Kumar may set up a trust by signing and registering a Trust Deed, which creates an
authentic and verifiable record of his intentions. The Trust Deed must clearly
specify the following:
(i) An unequivocal intention to create a trust;
(ii) Define the objectives of the trust;
(iii) Identity of the beneficiaries; and
(iv) Transfer of an identifiable property.

Kumar can also create the trust through a ‘Will’, which would be effective only upon
his death.

Things to keep in mind


If desired, Kumar can include a trusted
person as a ‘Protector’, to advise the
Trustees.

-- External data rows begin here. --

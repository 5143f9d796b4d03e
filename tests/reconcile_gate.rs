#![allow(missing_docs)]

//! Reconciliation passes end to end: drift classification, the join
//! fallback for oversized predicates, operator confirmation, and the
//! structural-operation gate over the resulting reports.

use std::sync::Arc;

use tessella::testkit::{MemorySpatial, MemoryStore, ScriptedUi};
use tessella::{
    Drift, IncidKey, PassOutcome, SelectionSet, SessionOptions, TessellaError,
};

fn init_tracing() {
    let _ = tracing_subscriber::fmt()
        .with_env_filter(tracing_subscriber::EnvFilter::from_default_env())
        .try_init();
}

struct Fixture {
    store: Arc<MemoryStore>,
    spatial: Arc<MemorySpatial>,
    ui: Arc<ScriptedUi>,
}

impl Fixture {
    fn new(ui: ScriptedUi) -> Self {
        let store = Arc::new(MemoryStore::new());
        let spatial = Arc::new(MemorySpatial::linked_to(&store));
        Self {
            store,
            spatial,
            ui: Arc::new(ui),
        }
    }

    fn session(&self) -> tessella::Session {
        tessella::Session::open(SessionOptions::new(
            self.store.clone(),
            self.spatial.clone(),
            self.ui.clone(),
        ))
    }

    fn options(&self) -> SessionOptions {
        SessionOptions::new(self.store.clone(), self.spatial.clone(), self.ui.clone())
    }

    /// Mirrors `n` fragments of one incid into both stores.
    fn mirror(&self, incid: &str, parent: u64, fragments: u32) {
        for f in 1..=fragments {
            self.store.insert_fragment(incid, parent, f);
            self.spatial.add_feature(incid, parent, f);
        }
    }
}

#[test]
fn consistent_selection_reports_no_drift() {
    init_tracing();
    let fx = Fixture::new(ScriptedUi::new());
    fx.mirror("A1", 10, 2);
    fx.mirror("A2", 20, 3);

    let mut session = fx.session();
    let selection = SelectionSet::from_keys(vec![IncidKey::from("A1"), IncidKey::from("A2")]);
    session.apply_filter(selection).unwrap();

    let report = session.reconcile(None).unwrap();
    assert_eq!(report.drift, Drift::None);
    assert_eq!(report.outcome, PassOutcome::Consistent);
    assert_eq!(report.db_expected.incids, 2);
    assert_eq!(report.db_expected.fragments, 5);
    assert_eq!(report.gis_actual, report.db_expected);
    assert!(fx.ui.warnings().is_empty(), "no drift, no warning");
}

#[test]
fn orphan_feature_is_excess_drift_and_closes_the_gate() {
    init_tracing();
    let fx = Fixture::new(ScriptedUi::new());
    // The database expects 5 fragments for X; the viewer shows 6.
    fx.mirror("X1", 7, 5);
    fx.spatial.add_feature("X1", 7, 99);

    let mut session = fx.session();
    session.goto_row(1).unwrap();
    let report = session.reconcile(None).unwrap();

    assert_eq!(report.drift, Drift::GisExcess);
    assert_eq!(report.outcome, PassOutcome::DriftWarning);
    assert_eq!(report.db_expected.fragments, 5);
    assert_eq!(report.gis_actual.fragments, 6);
    assert!(
        !fx.ui.warnings().is_empty(),
        "orphan features always surface a hard warning"
    );

    let gate = session.gate().expect("pass ran");
    assert!(!gate.can_logical_split());
    assert!(!gate.can_physical_split());
    assert!(!gate.can_logical_merge());
    assert!(!gate.can_physical_merge());
}

#[test]
fn viewer_subset_is_short_drift_and_still_splittable() {
    init_tracing();
    let fx = Fixture::new(ScriptedUi::new());
    for f in 1..=4 {
        fx.store.insert_fragment("A1", 1, f);
    }
    // Only two of the four fragments are highlighted in the viewer.
    fx.spatial.add_feature("A1", 1, 1);
    fx.spatial.add_feature("A1", 1, 2);

    let mut session = fx.session();
    session.goto_row(1).unwrap();
    let report = session.reconcile(None).unwrap();

    assert_eq!(report.drift, Drift::GisShort);
    assert!(!fx.ui.warnings().is_empty(), "short drift is surfaced");

    let gate = session.gate().unwrap();
    assert!(gate.can_logical_split(), "a genuine subset may split");
}

#[test]
fn reconciliation_is_idempotent_without_state_changes() {
    init_tracing();
    let fx = Fixture::new(ScriptedUi::new());
    fx.mirror("A1", 1, 2);
    fx.spatial.add_feature("A1", 1, 77);

    let mut session = fx.session();
    session.goto_row(1).unwrap();
    let first = session.reconcile(None).unwrap();
    let second = session.reconcile(None).unwrap();
    assert_eq!(first, second);
}

#[test]
fn literal_pass_submits_the_selection_to_the_viewer_whole() {
    init_tracing();
    let fx = Fixture::new(ScriptedUi::new());
    let keys: Vec<IncidKey> = (1..=600)
        .map(|i| {
            fx.mirror(&format!("A{i}"), i, 1);
            IncidKey(format!("A{i}"))
        })
        .collect();
    // Generous limit keeps the pass on the literal-predicate path.
    fx.spatial.set_max_predicate_length(100_000);

    let mut session = fx.session();
    session.apply_filter(SelectionSet::from_keys(keys)).unwrap();
    let report = session.reconcile(None).unwrap();

    assert_eq!(report.drift, Drift::None);
    assert_eq!(report.db_expected.incids, 600);
    // The report certifies the viewer's actual state: after the pass the
    // viewer highlights every key of the selection, not a trailing piece.
    assert_eq!(
        fx.spatial.selected_keys().len(),
        600,
        "viewer holds the whole selection"
    );
    assert!(
        fx.store.scratch_keys().is_empty(),
        "literal path bypasses the scratch table"
    );
}

#[test]
fn oversized_predicates_fall_back_to_the_scratch_join() {
    init_tracing();
    let fx = Fixture::new(ScriptedUi::new());
    let keys: Vec<IncidKey> = (1..=40)
        .map(|i| {
            fx.mirror(&format!("A{i}"), i, 1);
            IncidKey(format!("A{i}"))
        })
        .collect();
    // Far below what forty quoted keys render to.
    fx.spatial.set_max_predicate_length(32);

    let mut session = fx.session();
    session.apply_filter(SelectionSet::from_keys(keys)).unwrap();
    let report = session.reconcile(None).unwrap();

    assert_eq!(report.drift, Drift::None);
    assert_eq!(report.db_expected.incids, 40);
    assert_eq!(
        fx.store.scratch_keys().len(),
        40,
        "keys routed through the scratch table"
    );
    assert_eq!(
        fx.spatial.selected_keys().len(),
        40,
        "join path also leaves the viewer holding the whole selection"
    );
}

#[test]
fn features_dropped_from_the_viewer_surface_as_short_drift() {
    init_tracing();
    let fx = Fixture::new(ScriptedUi::new());
    fx.mirror("A1", 1, 2);

    let mut session = fx.session();
    session.goto_row(1).unwrap();
    assert_eq!(session.reconcile(None).unwrap().drift, Drift::None);

    // The viewer loses the record's features between passes.
    fx.spatial.remove_incid("A1");
    let report = session.reconcile(None).unwrap();
    assert_eq!(report.drift, Drift::GisShort);
    assert_eq!(report.gis_actual.fragments, 0);
    assert_eq!(report.outcome, PassOutcome::DriftWarning);
}

#[test]
fn scratch_write_failure_aborts_the_pass() {
    init_tracing();
    let fx = Fixture::new(ScriptedUi::new());
    let keys: Vec<IncidKey> = (1..=10)
        .map(|i| {
            fx.mirror(&format!("A{i}"), i, 1);
            IncidKey(format!("A{i}"))
        })
        .collect();
    fx.spatial.set_max_predicate_length(8);
    fx.store.fail_next_writes(1);

    let mut session = fx.session();
    session.apply_filter(SelectionSet::from_keys(keys)).unwrap();
    let err = session.reconcile(None).unwrap_err();
    assert!(matches!(err, TessellaError::ScratchWriteFailed(_)));
    assert!(session.last_report().is_none(), "no partial state retained");
}

#[test]
fn large_selections_ask_before_submitting() {
    init_tracing();
    let fx = Fixture::new(ScriptedUi::new().confirm_answer(false));
    for i in 1..=6 {
        fx.mirror(&format!("A{i}"), i, 1);
    }
    let keys: Vec<IncidKey> = (1..=6).map(|i| IncidKey(format!("A{i}"))).collect();

    let mut session = tessella::Session::open(fx.options().confirm_threshold(5));
    session.apply_filter(SelectionSet::from_keys(keys)).unwrap();

    let err = session.reconcile(Some(500)).unwrap_err();
    assert!(matches!(err, TessellaError::Cancelled));
    assert_eq!(fx.ui.confirm_prompts(), 1);

    // Below the threshold no prompt is shown.
    let small = SelectionSet::from_keys(vec![IncidKey::from("A1")]);
    session.apply_filter(small).unwrap();
    session.reconcile(None).unwrap();
    assert_eq!(fx.ui.confirm_prompts(), 1, "small pass never prompted");
}

#[test]
fn empty_selection_reconciles_to_an_empty_result() {
    init_tracing();
    let fx = Fixture::new(ScriptedUi::new());
    fx.mirror("A1", 1, 1);

    let mut session = fx.session();
    let _ = session.apply_filter(SelectionSet::from_keys(Vec::new()));
    let report = session.reconcile(None).unwrap();
    assert_eq!(report.outcome, PassOutcome::EmptyResult);
    assert_eq!(report.drift, Drift::None);
}

#[test]
fn report_serializes_for_the_ui_layer() {
    init_tracing();
    let fx = Fixture::new(ScriptedUi::new());
    fx.mirror("A1", 1, 2);

    let mut session = fx.session();
    session.goto_row(1).unwrap();
    let report = session.reconcile(None).unwrap();

    let json = serde_json::to_value(&report).unwrap();
    assert_eq!(json["drift"], "None");
    assert_eq!(json["db_expected"]["fragments"], 2);
    assert_eq!(json["outcome"], "Consistent");
}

The Protector will have the
power to overrule the Trustees on
certain decisions to ensure Kumar’s
wishes are carried out as intended.
Aside of being the ‘Author’, Kumar may
also be a Trustee; a Beneficiary; or all
three, when there are multiple
beneficiaries.

Apart from satisfying the essential criteria to create a trust, it is useful to provide
a clear delineation of authority and responsibilities when there are many trustees,
to avoid disputes.
Read more on the series:
SUCCESSION PLANNING: AN INTRODUCTION

NOMINEE VS LEGAL HEIRS: WHO INHERITS THE ASSETS?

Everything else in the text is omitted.